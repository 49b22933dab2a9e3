//! MySQL meal repository implementation.

use crate::{traits::MealRepository, DatabasePoolInterface};
use async_trait::async_trait;
use bistro_core::{
    BistroError, BistroResult, Comment, Meal, MealChanges, MealId, MealOrderDetail, NewMeal,
    Rating,
};
use chrono::{DateTime, Utc};
use shaku::Component;
use sqlx::FromRow;
use std::collections::HashMap;
use std::sync::Arc;
use tracing::debug;

const MEAL_COLUMNS: &str =
    "id, title, price, available_quantity, image, description, created_at, updated_at";

/// MySQL meal repository implementation.
#[derive(Component, Clone)]
#[shaku(interface = MealRepository)]
pub struct MySqlMealRepository {
    #[shaku(inject)]
    pool: Arc<dyn DatabasePoolInterface>,
}

impl MySqlMealRepository {
    /// Creates a new MySQL meal repository.
    #[must_use]
    pub fn new(pool: Arc<dyn DatabasePoolInterface>) -> Self {
        Self { pool }
    }

    async fn load_ratings(&self, id: MealId) -> BistroResult<Vec<Rating>> {
        let rows = sqlx::query_as::<_, RatingRow>(
            "SELECT id, meal_id, user_id, score, created_at FROM ratings WHERE meal_id = ? ORDER BY id",
        )
        .bind(id.into_inner())
        .fetch_all(self.pool.inner())
        .await?;

        Ok(rows.into_iter().map(Rating::from).collect())
    }

    async fn load_comments(&self, id: MealId) -> BistroResult<Vec<Comment>> {
        let rows = sqlx::query_as::<_, CommentRow>(
            "SELECT id, meal_id, user_id, content, created_at FROM comments WHERE meal_id = ? ORDER BY id",
        )
        .bind(id.into_inner())
        .fetch_all(self.pool.inner())
        .await?;

        Ok(rows.into_iter().map(Comment::from).collect())
    }

    async fn load_order_details(&self, id: MealId) -> BistroResult<Vec<MealOrderDetail>> {
        let rows = sqlx::query_as::<_, MealOrderDetailRow>(
            "SELECT id, meal_id, order_id, quantity, price FROM meal_order_details WHERE meal_id = ? ORDER BY id",
        )
        .bind(id.into_inner())
        .fetch_all(self.pool.inner())
        .await?;

        Ok(rows.into_iter().map(MealOrderDetail::from).collect())
    }
}

/// Database row representation of a meal.
#[derive(Debug, FromRow)]
struct MealRow {
    id: i64,
    title: String,
    price: f64,
    available_quantity: i32,
    image: Option<String>,
    description: Option<String>,
    created_at: DateTime<Utc>,
    updated_at: DateTime<Utc>,
}

impl From<MealRow> for Meal {
    fn from(row: MealRow) -> Self {
        Self {
            id: MealId::new(row.id),
            title: row.title,
            price: row.price,
            available_quantity: row.available_quantity,
            image: row.image,
            description: row.description,
            ratings: Vec::new(),
            comments: Vec::new(),
            meal_order_details: Vec::new(),
            created_at: row.created_at,
            updated_at: row.updated_at,
        }
    }
}

#[derive(Debug, FromRow)]
struct RatingRow {
    id: i64,
    meal_id: i64,
    user_id: i64,
    score: i32,
    created_at: DateTime<Utc>,
}

impl From<RatingRow> for Rating {
    fn from(row: RatingRow) -> Self {
        Self {
            id: row.id,
            meal_id: MealId::new(row.meal_id),
            user_id: row.user_id,
            score: row.score,
            created_at: row.created_at,
        }
    }
}

#[derive(Debug, FromRow)]
struct CommentRow {
    id: i64,
    meal_id: i64,
    user_id: i64,
    content: String,
    created_at: DateTime<Utc>,
}

impl From<CommentRow> for Comment {
    fn from(row: CommentRow) -> Self {
        Self {
            id: row.id,
            meal_id: MealId::new(row.meal_id),
            user_id: row.user_id,
            content: row.content,
            created_at: row.created_at,
        }
    }
}

#[derive(Debug, FromRow)]
struct MealOrderDetailRow {
    id: i64,
    meal_id: i64,
    order_id: i64,
    quantity: i32,
    price: f64,
}

impl From<MealOrderDetailRow> for MealOrderDetail {
    fn from(row: MealOrderDetailRow) -> Self {
        Self {
            id: row.id,
            meal_id: MealId::new(row.meal_id),
            order_id: row.order_id,
            quantity: row.quantity,
            price: row.price,
        }
    }
}

/// Groups ratings onto their meals, preserving meal order.
fn attach_ratings(meals: Vec<Meal>, ratings: Vec<Rating>) -> Vec<Meal> {
    let mut by_meal: HashMap<MealId, Vec<Rating>> = HashMap::new();
    for rating in ratings {
        by_meal.entry(rating.meal_id).or_default().push(rating);
    }

    meals
        .into_iter()
        .map(|mut meal| {
            meal.ratings = by_meal.remove(&meal.id).unwrap_or_default();
            meal
        })
        .collect()
}

#[async_trait]
impl MealRepository for MySqlMealRepository {
    async fn find_by_id(&self, id: MealId, with_associations: bool) -> BistroResult<Option<Meal>> {
        debug!("Finding meal by id: {} (associations: {})", id, with_associations);

        let row = sqlx::query_as::<_, MealRow>(&format!(
            "SELECT {} FROM meals WHERE id = ?",
            MEAL_COLUMNS
        ))
        .bind(id.into_inner())
        .fetch_optional(self.pool.inner())
        .await?;

        let Some(row) = row else {
            return Ok(None);
        };

        let mut meal = Meal::from(row);
        if with_associations {
            meal.ratings = self.load_ratings(id).await?;
            meal.comments = self.load_comments(id).await?;
            meal.meal_order_details = self.load_order_details(id).await?;
        }

        Ok(Some(meal))
    }

    async fn find_all_with_ratings(&self) -> BistroResult<Vec<Meal>> {
        debug!("Listing meals with ratings");

        let rows = sqlx::query_as::<_, MealRow>(&format!(
            "SELECT {} FROM meals ORDER BY id",
            MEAL_COLUMNS
        ))
        .fetch_all(self.pool.inner())
        .await?;

        let ratings = sqlx::query_as::<_, RatingRow>(
            "SELECT id, meal_id, user_id, score, created_at FROM ratings ORDER BY id",
        )
        .fetch_all(self.pool.inner())
        .await?;

        Ok(attach_ratings(
            rows.into_iter().map(Meal::from).collect(),
            ratings.into_iter().map(Rating::from).collect(),
        ))
    }

    async fn save(&self, meal: &NewMeal) -> BistroResult<Meal> {
        debug!("Saving meal: {}", meal.title);

        let result = sqlx::query(
            r#"
            INSERT INTO meals (title, price, available_quantity, image, description)
            VALUES (?, ?, ?, ?, ?)
            "#,
        )
        .bind(&meal.title)
        .bind(meal.price)
        .bind(meal.available_quantity)
        .bind(&meal.image)
        .bind(&meal.description)
        .execute(self.pool.inner())
        .await?;

        let id = i64::try_from(result.last_insert_id())
            .map(MealId::new)
            .map_err(|_| BistroError::internal("Meal ID out of range"))?;

        self.find_by_id(id, false)
            .await?
            .ok_or_else(|| BistroError::internal(format!("Meal {} vanished after insert", id)))
    }

    async fn update(&self, id: MealId, changes: &MealChanges) -> BistroResult<Meal> {
        debug!("Updating meal: {}", id);

        sqlx::query(
            r#"
            UPDATE meals SET
                title = COALESCE(?, title),
                price = COALESCE(?, price),
                available_quantity = COALESCE(?, available_quantity),
                image = COALESCE(?, image),
                description = COALESCE(?, description),
                updated_at = CURRENT_TIMESTAMP
            WHERE id = ?
            "#,
        )
        .bind(&changes.title)
        .bind(changes.price)
        .bind(changes.available_quantity)
        .bind(&changes.image)
        .bind(&changes.description)
        .bind(id.into_inner())
        .execute(self.pool.inner())
        .await?;

        // MySQL reports only changed rows, so existence is checked by reloading.
        self.find_by_id(id, true)
            .await?
            .ok_or_else(|| BistroError::not_found("Meal", id))
    }

    async fn delete(&self, id: MealId) -> BistroResult<bool> {
        debug!("Deleting meal: {}", id);

        let result = sqlx::query("DELETE FROM meals WHERE id = ?")
            .bind(id.into_inner())
            .execute(self.pool.inner())
            .await?;

        Ok(result.rows_affected() > 0)
    }

    async fn count(&self) -> BistroResult<u64> {
        let (count,): (i64,) = sqlx::query_as("SELECT COUNT(*) FROM meals")
            .fetch_one(self.pool.inner())
            .await?;

        Ok(u64::try_from(count).unwrap_or_default())
    }
}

□ □ □ □ □

#### [The problem]
The answer must consist of every line from the records above that holds "HashMap".

#### [Final answer]
use std::collections::HashMap;
    let mut by_meal: HashMap<MealId, Vec<Rating>> = HashMap::new();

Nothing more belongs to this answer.